Juden, Schwule, Lesben, Sinti und Roma, alle vermeintlich anderen, die doch immer schon Teil dieses Landes waren, wurden verfolgt und ermordet. Schönebeck ist eine ganz normale deutsche Stadt, die im Krieg nicht mal bombardiert wurde. Den Kurpark vom Stadtteil Bad Salzelmen hätte sich Thomas Mann nicht schöner ausdenken können. Allerdings wurden hier bereits in der Frühen Neuzeit auffällig viele Frauen als Hexen verurteilt und hingerichtet.

Lange Gewaltgeschichte

Die Geschichte der Gewalt ist lang. Michell Wenzel mag seine Heimat dennoch. Eigentlich wollte er schon mal nach Berlin ziehen, aber dann kam die Pandemie, und er blieb. Morgen wird er ab 8 Uhr früh auf dem Salzblumenplatz sein und aufbauen. Und am Sonntag auch wieder abbauen. Besenrein, so erbittet es sich das Ordnungsamt.
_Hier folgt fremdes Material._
//! Format conversion between transport frames and provider PCM.
//!
//! Inbound: μ-law 8 kHz (transport) -> PCM16 16 kHz little-endian (recognizer).
//! Outbound: PCM16 little-endian at a provider rate -> μ-law 8 kHz frames.

use super::mulaw;
use super::resample;

/// Telephony codec sample rate (G.711 μ-law).
pub const TRANSPORT_SAMPLE_RATE: u32 = 8_000;

/// Sample rate the recognizer expects.
pub const RECOGNIZER_SAMPLE_RATE: u32 = 16_000;

/// Sample rate requested from the synthesizer.
pub const SYNTHESIZER_SAMPLE_RATE: u32 = 16_000;

/// Duration of one transport media frame.
pub const FRAME_DURATION_MS: u64 = 20;

/// Bytes per transport frame: 20 ms of 8 kHz μ-law, one byte per sample.
pub const TRANSPORT_FRAME_BYTES: usize = 160;

/// Convert a μ-law transport payload to recognizer PCM.
///
/// Decodes μ-law to 16-bit linear and doubles the rate to 16 kHz. The
/// output is little-endian byte order, four output bytes per input byte.
/// Empty input yields empty output.
pub fn to_recognizer_format(mulaw_payload: &[u8]) -> Vec<u8> {
    let pcm_8k = mulaw::decode(mulaw_payload);
    let pcm_16k = resample::upsample_2x(&pcm_8k);
    pcm_to_le_bytes(&pcm_16k)
}

/// Convert provider PCM to μ-law transport bytes.
///
/// `input_rate` must be a multiple of the 8 kHz transport rate (16 kHz and
/// 24 kHz in practice). A trailing odd byte from a malformed PCM stream is
/// ignored. Empty input yields empty output.
pub fn to_transport_format(pcm_le: &[u8], input_rate: u32) -> Vec<u8> {
    debug_assert!(
        input_rate >= TRANSPORT_SAMPLE_RATE && input_rate % TRANSPORT_SAMPLE_RATE == 0,
        "unsupported synthesizer rate {input_rate}"
    );
    let factor = (input_rate / TRANSPORT_SAMPLE_RATE).max(1) as usize;
    let pcm = le_bytes_to_pcm(pcm_le);
    let pcm_8k = resample::downsample(&pcm, factor);
    mulaw::encode(&pcm_8k)
}

/// Split a μ-law byte stream into fixed 20 ms transport frames.
///
/// The final frame is padded with μ-law silence so every emitted frame is
/// exactly [`TRANSPORT_FRAME_BYTES`] long and outbound pacing stays uniform.
pub fn frame_for_transport(mulaw_stream: &[u8]) -> Vec<Vec<u8>> {
    mulaw_stream
        .chunks(TRANSPORT_FRAME_BYTES)
        .map(|chunk| {
            let mut frame = chunk.to_vec();
            frame.resize(TRANSPORT_FRAME_BYTES, mulaw::MULAW_SILENCE);
            frame
        })
        .collect()
}

/// Produce `duration_ms` of μ-law silence at the transport rate.
pub fn silence(duration_ms: u64) -> Vec<u8> {
    let samples = (TRANSPORT_SAMPLE_RATE as u64 * duration_ms / 1000) as usize;
    vec![mulaw::MULAW_SILENCE; samples]
}

fn pcm_to_le_bytes(pcm: &[i16]) -> Vec<u8> {
    let mut bytes = Vec::with_capacity(pcm.len() * 2);
    for sample in pcm {
        bytes.extend_from_slice(&sample.to_le_bytes());
    }
    bytes
}

fn le_bytes_to_pcm(bytes: &[u8]) -> Vec<i16> {
    bytes
        .chunks_exact(2)
        .map(|pair| i16::from_le_bytes([pair[0], pair[1]]))
        .collect()
}

#[cfg(test)]
mod tests {
    use super::*;

    #[test]
    fn test_recognizer_format_scales_sample_count() {
        // One 20 ms frame: 160 μ-law bytes -> 320 samples -> 640 bytes.
        let frame = vec![0x55u8; TRANSPORT_FRAME_BYTES];
        let pcm = to_recognizer_format(&frame);
        assert_eq!(pcm.len(), TRANSPORT_FRAME_BYTES * 4);
    }

    #[test]
    fn test_zero_length_input_is_zero_length_output() {
        assert!(to_recognizer_format(&[]).is_empty());
        assert!(to_transport_format(&[], SYNTHESIZER_SAMPLE_RATE).is_empty());
        assert!(frame_for_transport(&[]).is_empty());
    }

    #[test]
    fn test_transport_format_from_16k() {
        // 320 samples at 16 kHz (640 bytes) -> 160 μ-law bytes (20 ms).
        let pcm_le = vec![0u8; 640];
        let mulaw = to_transport_format(&pcm_le, 16_000);
        assert_eq!(mulaw.len(), TRANSPORT_FRAME_BYTES);
    }

    #[test]
    fn test_transport_format_from_24k() {
        // 480 samples at 24 kHz -> 160 samples at 8 kHz.
        let pcm_le = vec![0u8; 960];
        let mulaw = to_transport_format(&pcm_le, 24_000);
        assert_eq!(mulaw.len(), TRANSPORT_FRAME_BYTES);
    }

    #[test]
    fn test_round_trip_preserves_total_sample_count() {
        // Inbound then outbound across several frames keeps the 8 kHz
        // sample count exactly: no frame lost, none duplicated.
        let frames: Vec<Vec<u8>> = (0..10)
            .map(|i| vec![(i * 17) as u8; TRANSPORT_FRAME_BYTES])
            .collect();
        let mut total_out = 0usize;
        for frame in &frames {
            let pcm = to_recognizer_format(frame);
            let back = to_transport_format(&pcm, RECOGNIZER_SAMPLE_RATE);
            total_out += back.len();
        }
        assert_eq!(total_out, frames.len() * TRANSPORT_FRAME_BYTES);
    }

    #[test]
    fn test_framing_pads_final_frame_with_silence() {
        let stream = vec![0x12u8; TRANSPORT_FRAME_BYTES + 40];
        let frames = frame_for_transport(&stream);
        assert_eq!(frames.len(), 2);
        assert_eq!(frames[0].len(), TRANSPORT_FRAME_BYTES);
        assert_eq!(frames[1].len(), TRANSPORT_FRAME_BYTES);
        assert_eq!(frames[1][40], MULAW_SILENCE_BYTE);
        assert_eq!(frames[1][..40], stream[TRANSPORT_FRAME_BYTES..]);
    }

    #[test]
    fn test_framing_preserves_order_and_content() {
        let stream: Vec<u8> = (0..480).map(|i| (i % 251) as u8).collect();
        let frames = frame_for_transport(&stream);
        let rejoined: Vec<u8> = frames.concat();
        assert_eq!(rejoined, stream);
    }

    #[test]
    fn test_silence_duration() {
        assert_eq!(silence(20).len(), TRANSPORT_FRAME_BYTES);
        assert_eq!(silence(500).len(), 4_000);
        assert!(silence(500).iter().all(|&b| b == MULAW_SILENCE_BYTE));
    }

    const MULAW_SILENCE_BYTE: u8 = super::mulaw::MULAW_SILENCE;
}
Jetzt bricht ein bisschen die Sonne durch die grauen Wolken und beleuchtet die wilden Strömungen in der breit geschwollenen Elbe, von der Seite kommt ein frischer Wind. Es wäre doch schade, nur in den Städten zu leben. Die Geschichte der Gewalt wird immer Teil dieses Landes sein, fortsetzen aber muss sie sich nicht.

Was ins Bewusstsein steigt, muss nicht als Schicksal wiederkehren. Es geht um weniger Angst.